Palabras clave: cantidad de resultados de búsqueda, GitHub, principio de inclusión-exclusión, programación orientada a objetos, Python.

INTRODUCTION

GitHub¹ is a platform that provides hosting for software development version control using Git². It provides several collaboration features such as bug tracking, feature requests, task management, and wikis for every project. It also features an application programming interface (API) to allow software to interact with the platform³[1]. Through this API a search engine can be accessed. The search engine allows users to find almost every single aspect across several projects, source codes and other areas and features of the platform⁴[2]. A web page that serves as an interface to the search API is also available⁵.

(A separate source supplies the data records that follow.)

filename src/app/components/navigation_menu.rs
use dioxus::prelude::*;

use crate::app::components::{NavItem, Sidebar};
use crate::domain::models::NavigationEntry;
use crate::domain::services::activate_entry;
use crate::shared::hooks::use_menu_config;
use crate::shared::services::RouterNavigation;

#[derive(Props, Clone)]
pub struct NavigationMenuProps {
    pub visible: bool,
    pub on_dismiss: EventHandler<()>,
}

impl PartialEq for NavigationMenuProps {
    fn eq(&self, other: &Self) -> bool {
        self.visible == other.visible
    }
}

/// Sidebar listing the configured navigation entries.
///
/// Activating an entry navigates first (router push, or a new isolated
/// window for external links) and then asks the owner to close the menu.
#[component]
pub fn NavigationMenu(props: NavigationMenuProps) -> Element {
    let config = use_menu_config();
    let on_dismiss = props.on_dismiss;

    let handle_activate = move |entry: NavigationEntry| {
        activate_entry(&entry, &RouterNavigation, || on_dismiss.call(()));
    };

    rsx! {
        Sidebar {
            visible: props.visible,
            title: config.title.clone(),
            on_dismiss: props.on_dismiss,

            div { class: "c-nav-list",
                for (index, entry) in config.entries.iter().enumerate() {
                    NavItem {
                        key: "{entry.id}",
                        entry: entry.clone(),
                        index: index,
                        on_activate: handle_activate,
                    }
                }
            }
        }
    }
}
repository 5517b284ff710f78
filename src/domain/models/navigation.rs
use serde::{Deserialize, Serialize};

use super::icon::IconName;

/// One link in the navigation sidebar
#[derive(Debug, Clone, PartialEq, Eq, Serialize, Deserialize)]
pub struct NavigationEntry {
    pub id: String,
    pub label: String,
    pub icon: IconName,
    /// Absolute URL or in-app path
    #[serde(alias = "url")]
    pub target_location: String,
    #[serde(default, skip_serializing_if = "Option::is_none")]
    pub description: Option<String>,
}

impl NavigationEntry {
    pub fn new(
        id: impl Into<String>,
        label: impl Into<String>,
        icon: IconName,
        target_location: impl Into<String>,
    ) -> Self {
        Self {
            id: id.into(),
            label: label.into(),
            icon,
            target_location: target_location.into(),
            description: None,
        }
    }

    pub fn with_description(mut self, description: impl Into<String>) -> Self {
        self.description = Some(description.into());
        self
    }

    pub fn target(&self) -> NavTarget {
        NavTarget::classify(&self.target_location)
    }
}

/// Where activating an entry takes the user
#[derive(Debug, Clone, PartialEq, Eq)]
pub enum NavTarget {
    /// Opened in a new, isolated browsing context
    External(String),
    /// Pushed onto the in-app router
    Internal(String),
}

impl NavTarget {
    /// Targets starting with `http` (which covers `https`) are external,
    /// everything else is routed inside the app. The match is case-sensitive.
    pub fn classify(location: &str) -> NavTarget {
        if has_network_scheme(location) {
            NavTarget::External(location.to_string())
        } else {
            NavTarget::Internal(location.to_string())
        }
    }

    pub fn location(&self) -> &str {
        match self {
            NavTarget::External(url) => url,
            NavTarget::Internal(path) => path,
        }
    }

    pub fn is_external(&self) -> bool {
        matches!(self, NavTarget::External(_))
    }
}

fn has_network_scheme(location: &str) -> bool {
    location.starts_with("http")
}

/// Visual press feedback of a list item
#[derive(Debug, Clone, Copy, PartialEq, Eq, Default)]
pub enum PressState {
    Pressed,
    #[default]
    Released,
}

impl PressState {
    pub fn is_pressed(&self) -> bool {
        matches!(self, PressState::Pressed)
    }

    /// Modifier class for the control itself
    pub fn control_class(&self) -> &'static str {
        match self {
            PressState::Pressed => "c-nav-item--pressed",
            PressState::Released => "",
        }
    }
}

#[cfg(test)]
mod tests {
    use super::*;

    #[test]
    fn test_classify_internal_paths() {
        assert_eq!(NavTarget::classify("/"), NavTarget::Internal("/".to_string()));
        assert_eq!(NavTarget::classify("/mail"), NavTarget::Internal("/mail".to_string()));
        assert_eq!(NavTarget::classify("settings"), NavTarget::Internal("settings".to_string()));
    }

    #[test]
    fn test_classify_external_urls() {
        assert!(NavTarget::classify("https://example.com").is_external());
        assert!(NavTarget::classify("http://example.com/a?b=c").is_external());
    }

    #[test]
    fn test_classify_any_http_prefix_is_external() {
        assert!(NavTarget::classify("httpbin.org/get").is_external());
        assert!(NavTarget::classify("http:example.com").is_external());
        assert!(NavTarget::classify("https").is_external());
    }

    #[test]
    fn test_classify_is_case_sensitive_and_anchored() {
        assert!(!NavTarget::classify("HTTPS://X.COM").is_external());
        assert!(!NavTarget::classify("/https://example.com").is_external());
        assert!(!NavTarget::classify(" http://example.com").is_external());
        assert!(!NavTarget::classify("mailto:someone@example.com").is_external());
    }

    #[test]
    fn test_entry_deserializes_url_alias() {
        let json = r#"{"id":"x","label":"X","icon":"link","url":"https://example.com"}"#;
        let entry: NavigationEntry = serde_json::from_str(json).unwrap();
        assert_eq!(entry.target_location, "https://example.com");
        assert_eq!(entry.description, None);
        assert!(entry.target().is_external());
    }

    #[test]
    fn test_press_state_default_released() {
        let state = PressState::default();
        assert!(!state.is_pressed());
        assert_eq!(state.control_class(), "");
        assert_eq!(PressState::Pressed.control_class(), "c-nav-item--pressed");
    }
}
// Browser-backed implementations of the overlay and navigation traits.
// On the server they degrade to no-ops so the tree still renders.
pub mod browser;

pub use browser::{BrowserPage, RouterNavigation, Vibration};
use dioxus::prelude::*;

use crate::domain::services::SharedHaptics;
use crate::shared::services::Vibration;

/// Haptics from context, or the device vibration API when the app did not
/// provide one
pub fn use_haptics() -> SharedHaptics {
    use_hook(|| {
        try_consume_context::<SharedHaptics>().unwrap_or_else(|| SharedHaptics::new(Vibration))
    })
}
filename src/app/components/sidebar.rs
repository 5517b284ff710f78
use dioxus::prelude::*;

use crate::app::components::Icon;
use crate::domain::models::IconName;
use crate::domain::services::dismiss_with_feedback;
use crate::shared::hooks::{use_haptics, use_menu_config, use_scroll_lock};

#[derive(Props, Clone)]
pub struct SidebarProps {
    /// Owned by the parent; the sidebar only asks to be closed
    pub visible: bool,
    #[props(into)]
    pub title: String,
    pub on_dismiss: EventHandler<()>,
    pub children: Element,
}

// Only visibility and title change what the sidebar looks like
impl PartialEq for SidebarProps {
    fn eq(&self, other: &Self) -> bool {
        self.visible == other.visible && self.title == other.title
    }
}

/// Full-screen dismissible panel that pins the page behind it while shown.
///
/// Hidden sidebars render nothing and attach no listeners. The scroll lock
/// lives in the inner panel, so it is taken when the panel mounts and
/// released when it unmounts.
#[component]
pub fn Sidebar(props: SidebarProps) -> Element {
    if !props.visible {
        return rsx! {};
    }

    rsx! {
        SidebarPanel {
            title: props.title.clone(),
            on_dismiss: props.on_dismiss,
            {props.children}
        }
    }
}

#[component]
fn SidebarPanel(title: String, on_dismiss: EventHandler<()>, children: Element) -> Element {
    use_scroll_lock();
    let haptics = use_haptics();
    let dismiss_ms = use_menu_config().haptics.dismiss_ms;

    let request_dismiss =
        move || dismiss_with_feedback(&haptics, dismiss_ms, || on_dismiss.call(()));
    let backdrop_dismiss = request_dismiss.clone();

    rsx! {
        div {
            class: "c-sidebar",
            role: "dialog",
            "aria-modal": "true",
            "aria-label": "{title}",

            // Backdrop and panel are siblings, so clicks inside the panel never reach it
            div {
                class: "c-sidebar__backdrop",
                onclick: move |_| backdrop_dismiss(),
            }

            aside { class: "c-sidebar__panel",
                header { class: "c-sidebar__header",
                    h3 { class: "c-sidebar__title", "{title}" }
                    button {
                        class: "c-sidebar__close",
                        r#type: "button",
                        aria_label: "Close",
                        onclick: move |_| request_dismiss(),
                        Icon { name: IconName::Close, class: "c-icon c-icon--sm" }
                    }
                }

                div { class: "c-sidebar__content", {children} }
            }
        }
    }
}

#[cfg(test)]
mod tests {
    use super::*;

    fn render(app: fn() -> Element) -> String {
        let mut dom = VirtualDom::new(app);
        dom.rebuild_in_place();
        dioxus::ssr::render(&dom)
    }

    #[test]
    fn test_hidden_sidebar_renders_nothing() {
        fn app() -> Element {
            rsx! {
                div { id: "host",
                    Sidebar { visible: false, title: "Menu", on_dismiss: |_| {},
                        p { "panel body" }
                    }
                }
            }
        }

        let html = render(app);
        assert!(html.contains("host"));
        assert!(!html.contains("c-sidebar"));
        assert!(!html.contains("panel body"));
        assert!(!html.contains("<button"));
    }

    #[test]
    fn test_visible_sidebar_renders_panel() {
        fn app() -> Element {
            rsx! {
                Sidebar { visible: true, title: "Menu", on_dismiss: |_| {},
                    p { "panel body" }
                }
            }
        }

        let html = render(app);
        assert!(html.contains("c-sidebar__backdrop"));
        assert!(html.contains("c-sidebar__title"));
        assert!(html.contains(">Menu<"));
        assert!(html.contains("aria-label=\"Close\""));
        assert!(html.contains("panel body"));
        assert!(html.contains(IconName::Close.path()));
    }

    #[test]
    fn test_content_is_not_inside_backdrop() {
        fn app() -> Element {
            rsx! {
                Sidebar { visible: true, title: "Menu", on_dismiss: |_| {},
                    p { "panel body" }
                }
            }
        }

        // Clicks only bubble to ancestors, so content must sit in the panel
        let html = render(app);
        let backdrop = html.find("c-sidebar__backdrop").expect("backdrop rendered");
        let panel = html.find("c-sidebar__panel").expect("panel rendered");
        let body = html.find("panel body").expect("content rendered");
        assert!(backdrop < panel);
        assert!(panel < body);
    }
}
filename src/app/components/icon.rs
use dioxus::prelude::*;

use crate::domain::models::IconName;

/// Inline SVG icon. Props are compared by value, so an icon only re-renders
/// when its name or class changes.
#[component]
pub fn Icon(name: IconName, #[props(default = "c-icon")] class: &'static str) -> Element {
    rsx! {
        svg {
            class: "{class}",
            view_box: "0 0 24 24",
            fill: "currentColor",
            "aria-hidden": "true",
            path { d: name.path() }
        }
    }
}
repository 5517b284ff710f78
pub mod navbar;

pub use navbar::Navbar;
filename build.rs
//! Bundles the component stylesheets into `assets/dist/bundle.css`, which the
//! layout loads through `asset!`.

use lightningcss::bundler::{Bundler, FileProvider};
use lightningcss::stylesheet::{MinifyOptions, ParserOptions, PrinterOptions};
use std::fs;
use std::path::Path;

const STYLE_ROOT: &str = "assets/css";
const ENTRY: &str = "assets/css/main.css";
const OUT_DIR: &str = "assets/dist";
const OUT_FILE: &str = "assets/dist/bundle.css";

fn main() -> Result<(), String> {
    println!("cargo:rerun-if-changed={STYLE_ROOT}");

    let css = bundle_stylesheet(Path::new(ENTRY))?;
    fs::create_dir_all(OUT_DIR).map_err(|e| format!("{OUT_DIR}: {e}"))?;
    fs::write(OUT_FILE, css).map_err(|e| format!("{OUT_FILE}: {e}"))?;
    Ok(())
}

/// Inlines every `@import` reachable from `entry` and returns the minified sheet.
fn bundle_stylesheet(entry: &Path) -> Result<String, String> {
    let provider = FileProvider::new();
    let mut bundler = Bundler::new(&provider, None, ParserOptions::default());
    let mut sheet = bundler
        .bundle(entry)
        .map_err(|e| format!("{}: {e}", entry.display()))?;

    sheet
        .minify(MinifyOptions::default())
        .map_err(|e| format!("minify {}: {e}", entry.display()))?;
    let printed = sheet
        .to_css(PrinterOptions {
            minify: true,
            ..PrinterOptions::default()
        })
        .map_err(|e| format!("print {}: {e}", entry.display()))?;
    Ok(printed.code)
}
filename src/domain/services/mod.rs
// Overlay and navigation logic
// Framework-agnostic, browser access goes through the traits defined here

pub mod activation;
pub mod feedback;
pub mod haptics;
pub mod overlay;

pub use activation::{activate_entry, NavigationHandler, EXTERNAL_FEATURES, EXTERNAL_TARGET};
pub use feedback::{activate_with_feedback, begin_press, dismiss_with_feedback, end_press};
pub use haptics::{Haptics, SharedHaptics};
pub use overlay::{OverlayLifecycle, ScrollHost, ScrollLockStyle};
use crate::domain::models::{NavTarget, NavigationEntry};
use crate::shared::logging::log_navigation;

/// Window name for external links
pub const EXTERNAL_TARGET: &str = "_blank";

/// Window features for external links: no opener handle, no referrer
pub const EXTERNAL_FEATURES: &str = "noopener,noreferrer";

/// Outbound navigation calls made when an entry is activated
pub trait NavigationHandler {
    /// In-place navigation inside the application
    fn navigate(&self, path: &str);

    /// Open a URL in a new, unrelated browsing context
    fn open_external(&self, url: &str);
}

/// Route an activated entry, then request dismissal.
///
/// Dismissal always runs after the navigation call, on both branches.
pub fn activate_entry<N, F>(entry: &NavigationEntry, navigator: &N, dismiss: F) -> NavTarget
where
    N: NavigationHandler + ?Sized,
    F: FnOnce(),
{
    let target = entry.target();
    log_navigation(&entry.id, target.location(), target.is_external());

    match &target {
        NavTarget::External(url) => navigator.open_external(url),
        NavTarget::Internal(path) => navigator.navigate(path),
    }
    dismiss();

    target
}

#[cfg(test)]
mod tests {
    use super::*;
    use crate::domain::models::IconName;
    use std::cell::RefCell;
    use std::rc::Rc;

    #[derive(Debug, Clone, PartialEq)]
    enum Event {
        Navigate(String),
        OpenExternal(String),
        Dismiss,
    }

    #[derive(Default)]
    struct RecordingNavigator {
        events: Rc<RefCell<Vec<Event>>>,
    }

    impl NavigationHandler for RecordingNavigator {
        fn navigate(&self, path: &str) {
            self.events.borrow_mut().push(Event::Navigate(path.to_string()));
        }

        fn open_external(&self, url: &str) {
            self.events.borrow_mut().push(Event::OpenExternal(url.to_string()));
        }
    }

    fn activate(entry: &NavigationEntry) -> Vec<Event> {
        let navigator = RecordingNavigator::default();
        let events = navigator.events.clone();
        activate_entry(entry, &navigator, || events.borrow_mut().push(Event::Dismiss));
        navigator.events.take()
    }

    #[test]
    fn test_internal_entry_navigates_then_dismisses() {
        let entry = NavigationEntry::new("home", "Home", IconName::Home, "/");
        assert_eq!(activate(&entry), vec![Event::Navigate("/".to_string()), Event::Dismiss]);
    }

    #[test]
    fn test_external_entry_opens_then_dismisses() {
        let entry = NavigationEntry::new("x", "Example", IconName::Link, "https://example.com");
        assert_eq!(
            activate(&entry),
            vec![Event::OpenExternal("https://example.com".to_string()), Event::Dismiss]
        );
    }

    #[test]
    fn test_branches_never_cross() {
        let entries = [
            NavigationEntry::new("a", "A", IconName::Link, "http://a.example"),
            NavigationEntry::new("b", "B", IconName::Link, "https://b.example/path"),
            NavigationEntry::new("c", "C", IconName::Info, "/mail"),
            NavigationEntry::new("d", "D", IconName::Info, "relative/page"),
            NavigationEntry::new("e", "E", IconName::Link, "httpbin.org/get"),
            NavigationEntry::new("f", "F", IconName::Link, "HTTP://UPPER.EXAMPLE"),
        ];

        for entry in &entries {
            let events = activate(entry);
            let external = entry.target_location.starts_with("http");
            assert_eq!(events.len(), 2);
            assert_eq!(matches!(events[0], Event::OpenExternal(_)), external);
            assert_eq!(matches!(events[0], Event::Navigate(_)), !external);
        }
    }

    #[test]
    fn test_returns_classified_target() {
        let navigator = RecordingNavigator::default();
        let entry = NavigationEntry::new("mail", "Mail", IconName::Info, "/mail");
        let target = activate_entry(&entry, &navigator, || {});
        assert_eq!(target, NavTarget::Internal("/mail".to_string()));
    }
}
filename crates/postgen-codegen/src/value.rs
//! Structured values decoded from request bodies.
//!
//! Bodies arrive as arbitrary JSON. They are converted once into [`Value`], a
//! closed set of kinds, so everything downstream matches exhaustively instead
//! of probing a dynamic type.

use std::collections::BTreeMap;
use std::fmt;

/// A decoded JSON value.
///
/// Object keys are kept in a [`BTreeMap`], so iteration is lexical by key no
/// matter how the source document ordered them.
#[derive(Debug, Clone, PartialEq)]
pub enum Value {
    Null,
    Bool(bool),
    Number(serde_json::Number),
    Text(String),
    List(Vec<Value>),
    Object(BTreeMap<String, Value>),
}

/// The dynamic kind of a [`Value`], without its payload.
#[derive(Debug, Clone, Copy, PartialEq, Eq)]
pub enum Kind {
    Null,
    Bool,
    Number,
    Text,
    List,
    Object,
}

impl Value {
    pub fn kind(&self) -> Kind {
        match self {
            Value::Null => Kind::Null,
            Value::Bool(_) => Kind::Bool,
            Value::Number(_) => Kind::Number,
            Value::Text(_) => Kind::Text,
            Value::List(_) => Kind::List,
            Value::Object(_) => Kind::Object,
        }
    }

    pub fn as_object(&self) -> Option<&BTreeMap<String, Value>> {
        match self {
            Value::Object(map) => Some(map),
            _ => None,
        }
    }
}

impl fmt::Display for Kind {
    fn fmt(&self, f: &mut fmt::Formatter<'_>) -> fmt::Result {
        let name = match self {
            Kind::Null => "null",
            Kind::Bool => "boolean",
            Kind::Number => "number",
            Kind::Text => "text",
            Kind::List => "array",
            Kind::Object => "object",
        };
        f.write_str(name)
    }
}

impl From<serde_json::Value> for Value {
    fn from(value: serde_json::Value) -> Self {
        match value {
            serde_json::Value::Null => Value::Null,
            serde_json::Value::Bool(b) => Value::Bool(b),
            serde_json::Value::Number(n) => Value::Number(n),
            serde_json::Value::String(s) => Value::Text(s),
            serde_json::Value::Array(items) => {
                Value::List(items.into_iter().map(Value::from).collect())
            }
            serde_json::Value::Object(map) => Value::Object(
                map.into_iter()
                    .map(|(key, value)| (key, Value::from(value)))
                    .collect(),
            ),
        }
    }
}

impl From<&serde_json::Value> for Value {
    fn from(value: &serde_json::Value) -> Self {
        Value::from(value.clone())
    }
}

#[cfg(test)]
mod tests {
    use super::*;
    use serde_json::json;

    #[test]
    fn converts_every_json_kind() {
        let value = Value::from(json!({
            "n": null,
            "b": true,
            "x": 1.5,
            "s": "hi",
            "l": [1, 2],
            "o": { "k": "v" }
        }));

        let map = value.as_object().unwrap();
        assert_eq!(map["n"].kind(), Kind::Null);
        assert_eq!(map["b"].kind(), Kind::Bool);
        assert_eq!(map["x"].kind(), Kind::Number);
        assert_eq!(map["s"].kind(), Kind::Text);
        assert_eq!(map["l"].kind(), Kind::List);
        assert_eq!(map["o"].kind(), Kind::Object);
    }

    #[test]
    fn object_keys_iterate_lexically() {
        let value = Value::from(json!({ "zeta": 1, "alpha": 2, "mid": 3 }));
        let keys: Vec<_> = value.as_object().unwrap().keys().cloned().collect();
        assert_eq!(keys, vec!["alpha", "mid", "zeta"]);
    }
}
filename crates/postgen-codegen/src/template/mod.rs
//! Template rendering.
//!
//! A small logic-less template language over JSON-shaped contexts:
//!
//! ```text
//! {{path.to.value}}                   placeholder
//! {{#if path}} ... {{else}} ... {{/if}}
//! {{#each list}} ... {{this}} {{@index}} ... {{/each}}
//! {{join list ", "}}                  helpers: join, lines, replace, replace_all, escape
//! {{! comment }}
//! ```
//!
//! Rendering is a pure function of the template and the context. Context data
//! is inserted verbatim and never interpreted as template source.
//!
//! # Example
//!
//! ```
//! use postgen_codegen::template::Template;
//!
//! let template = Template::parse("greeting", "Hello, {{join names \" & \"}}!").unwrap();
//! let out = template
//!     .render(&serde_json::json!({ "names": ["Ann", "Bo"] }))
//!     .unwrap();
//! assert_eq!(out, "Hello, Ann & Bo!");
//! ```

mod helpers;
mod parser;

pub use helpers::Helper;
pub use parser::SyntaxError;

use parser::{Arg, Expr, Node};
use serde::Serialize;
use serde_json::Value as Json;
use std::borrow::Cow;

#[derive(Debug, thiserror::Error)]
pub enum RenderError {
    #[error("template `{template}`: {source}")]
    Syntax {
        template: String,
        source: SyntaxError,
    },
    #[error("template `{template}`: unresolved placeholder `{placeholder}`")]
    Unresolved {
        template: String,
        placeholder: String,
    },
    #[error("template `{template}`: `{placeholder}` is not a text value")]
    NotScalar {
        template: String,
        placeholder: String,
    },
    #[error("template `{template}`: `{placeholder}` is not a list")]
    NotIterable {
        template: String,
        placeholder: String,
    },
    #[error("cannot build render context: {0}")]
    Context(#[from] serde_json::Error),
}

/// A parsed, named template.
#[derive(Debug, Clone)]
pub struct Template {
    name: String,
    nodes: Vec<Node>,
}

struct Scope<'a> {
    value: &'a Json,
    /// Position and length of the enclosing `each`.
    index: Option<(usize, usize)>,
}

impl Template {
    pub fn parse(name: impl Into<String>, source: &str) -> Result<Self, RenderError> {
        let name = name.into();
        match parser::parse(source) {
            Ok(nodes) => Ok(Self { name, nodes }),
            Err(source) => Err(RenderError::Syntax {
                template: name,
                source,
            }),
        }
    }

    pub fn name(&self) -> &str {
        &self.name
    }

    /// Render against any serializable context.
    pub fn render<T: Serialize + ?Sized>(&self, context: &T) -> Result<String, RenderError> {
        let value = serde_json::to_value(context)?;
        self.render_value(&value)
    }

    pub fn render_value(&self, context: &Json) -> Result<String, RenderError> {
        let mut out = String::new();
        let mut scopes = vec![Scope {
            value: context,
            index: None,
        }];
        self.render_nodes(&self.nodes, &mut scopes, &mut out)?;
        Ok(out)
    }

    fn render_nodes<'a>(
        &self,
        nodes: &[Node],
        scopes: &mut Vec<Scope<'a>>,
        out: &mut String,
    ) -> Result<(), RenderError> {
        for node in nodes {
            match node {
                Node::Text(text) => out.push_str(text),
                Node::Expr(Expr::Path(path)) => {
                    let value = self.lookup(path, scopes)?;
                    out.push_str(&self.scalar(path, &value)?);
                }
                Node::Expr(Expr::Call { helper, args }) => {
                    out.push_str(&self.call(*helper, args, scopes)?);
                }
                Node::If {
                    cond,
                    then,
                    otherwise,
                } => {
                    let branch = if truthy(&*self.lookup(cond, scopes)?) {
                        then
                    } else {
                        otherwise
                    };
                    self.render_nodes(branch, scopes, out)?;
                }
                Node::Each { path, body } => {
                    let items = match self.lookup(path, scopes)? {
                        Cow::Borrowed(Json::Array(items)) => items,
                        Cow::Borrowed(Json::Null) => continue,
                        _ => return Err(self.not_iterable(path)),
                    };
                    let len = items.len();
                    for (i, item) in items.iter().enumerate() {
                        scopes.push(Scope {
                            value: item,
                            index: Some((i, len)),
                        });
                        let result = self.render_nodes(body, scopes, out);
                        scopes.pop();
                        result?;
                    }
                }
            }
        }
        Ok(())
    }

    fn lookup<'a>(&self, path: &str, scopes: &[Scope<'a>]) -> Result<Cow<'a, Json>, RenderError> {
        let unresolved = || RenderError::Unresolved {
            template: self.name.clone(),
            placeholder: path.to_string(),
        };
        let Some(top) = scopes.last() else {
            return Err(unresolved());
        };

        if let Some(meta) = path.strip_prefix('@') {
            let (i, len) = top.index.ok_or_else(unresolved)?;
            return match meta {
                "index" => Ok(Cow::Owned(Json::from(i))),
                "first" => Ok(Cow::Owned(Json::Bool(i == 0))),
                "last" => Ok(Cow::Owned(Json::Bool(i + 1 == len))),
                _ => Err(unresolved()),
            };
        }

        let mut segments = path.split('.');
        let first = segments.next().unwrap_or_default();
        let mut current = if first == "this" {
            top.value
        } else {
            scopes
                .iter()
                .rev()
                .find_map(|scope| scope.value.get(first))
                .ok_or_else(unresolved)?
        };
        for segment in segments {
            current = current.get(segment).ok_or_else(unresolved)?;
        }
        Ok(Cow::Borrowed(current))
    }

    fn call(&self, helper: Helper, args: &[Arg], scopes: &[Scope<'_>]) -> Result<String, RenderError> {
        let mut rest = args;
        let mut items = Vec::new();

        if helper.takes_list() {
            if let Some((Arg::Path(path), tail)) = rest.split_first() {
                match self.lookup(path, scopes)?.as_ref() {
                    Json::Array(values) => {
                        for value in values {
                            items.push(self.scalar(path, value)?);
                        }
                    }
                    Json::Null => {}
                    _ => return Err(self.not_iterable(path)),
                }
                rest = tail;
            } else if let Some((Arg::Literal(_), _)) = rest.split_first() {
                return Err(self.not_iterable(helper.name()));
            }
        }

        let mut resolved = Vec::with_capacity(rest.len());
        for arg in rest {
            resolved.push(match arg {
                Arg::Literal(text) => text.clone(),
                Arg::Path(path) => self.scalar(path, &*self.lookup(path, scopes)?)?,
            });
        }

        Ok(helper.apply(&items, &resolved))
    }

    fn scalar(&self, path: &str, value: &Json) -> Result<String, RenderError> {
        match value {
            Json::String(s) => Ok(s.clone()),
            Json::Number(n) => Ok(n.to_string()),
            Json::Bool(b) => Ok(b.to_string()),
            Json::Null => Ok(String::new()),
            Json::Array(_) | Json::Object(_) => Err(RenderError::NotScalar {
                template: self.name.clone(),
                placeholder: path.to_string(),
            }),
        }
    }

    fn not_iterable(&self, path: &str) -> RenderError {
        RenderError::NotIterable {
            template: self.name.clone(),
            placeholder: path.to_string(),
        }
    }
}

fn truthy(value: &Json) -> bool {
    match value {
        Json::Null => false,
        Json::Bool(b) => *b,
        Json::Number(n) => n.as_f64().is_some_and(|f| f != 0.0),
        Json::String(s) => !s.is_empty(),
        Json::Array(items) => !items.is_empty(),
        Json::Object(map) => !map.is_empty(),
    }
}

As of August 2019, GitHub reports having over 40 million users and more than 100 million repositories⁶. This enormous quantity of information may be useful, among other things, to obtain the number of projects, source codes, issues, etc, that mention a set of technologies, tools, development libraries, etc, in order to make studies about the current presence of these tools in the open source software development community. Other kind of quantitative studies may be done as well [3]. Examples of those kinds of research are [4 –7 ].

However, the search engine has some restrictions⁴ that make impossible to issue complex queries to the platform. According to the GitHub Developer Guide⁴, the restrictions are the following:

The Search API does not support queries that

are longer than 256 characters (not including operators or qualifiers).
have more than five AND, OR, or NOT operators.
For authenticated requests can be made up to 30 requests per minute. For unauthenticated requests, the rate limit allows making up to 10 requests per minute.

Furthermore, if the search is over source code files, especial restrictions apply⁷.

A system named GHTorrent have been already developed to ease the interaction with the large quantity of information hosted in GitHub⁸ [8]. This solution is mainly conceived to mirror the data hosted in GitHub in order to facilitate parallel access and studies on snapshots of the data, but does not provide an alternative to making complex queries to GitHub. In fact, this system has its own restrictions on the quantity of data that can be accessed at any time⁹¹⁰. Also, the system only provides snapshots for a reduced set of projects¹¹¹². Moreover, its design is centered only on the interaction with the repositories of GitHub. This means, for example, that search on source code is not allowed. Furthermore, the objective of the system is to interact with GitHub, which means that a future interaction with other platforms is not currently conceived.

A different kind of alternative is GH Archive¹³ which records events form GitHub¹⁴. The recorded data can be accessed through BigQuery¹⁵ which allows any kind of SQL-like queries. GH Archive, although a powerful and flexible solution, does not constitute an alternative to explore the data stored in GitHub but a tool to explore the data that represents the interaction with GitHub. This means that, for example, searching inside public source code cannot be done with GH Archive.

Moreover, both of these systems are server like development tools and not client applications ready to use for making queries.

In the context of this article, complex queries are those that have many logical connectives and sub-expressions –for example: A OR (C AND (D OR E))– especially those that exceed the allowed number of logical operators. By getting the results number of queries of this kind, analysis of the current presence of technologies might be done. Although many reporting tools has been developed none of them are capable of getting the results number of complex queries directly to GitHub. Some of these tools are listed in https://www.gharchive.org/. Another example not listed in previous URL is https://www.programcreek.com/. In that case the reports are just for statically-selected libraries from statically-selected languages.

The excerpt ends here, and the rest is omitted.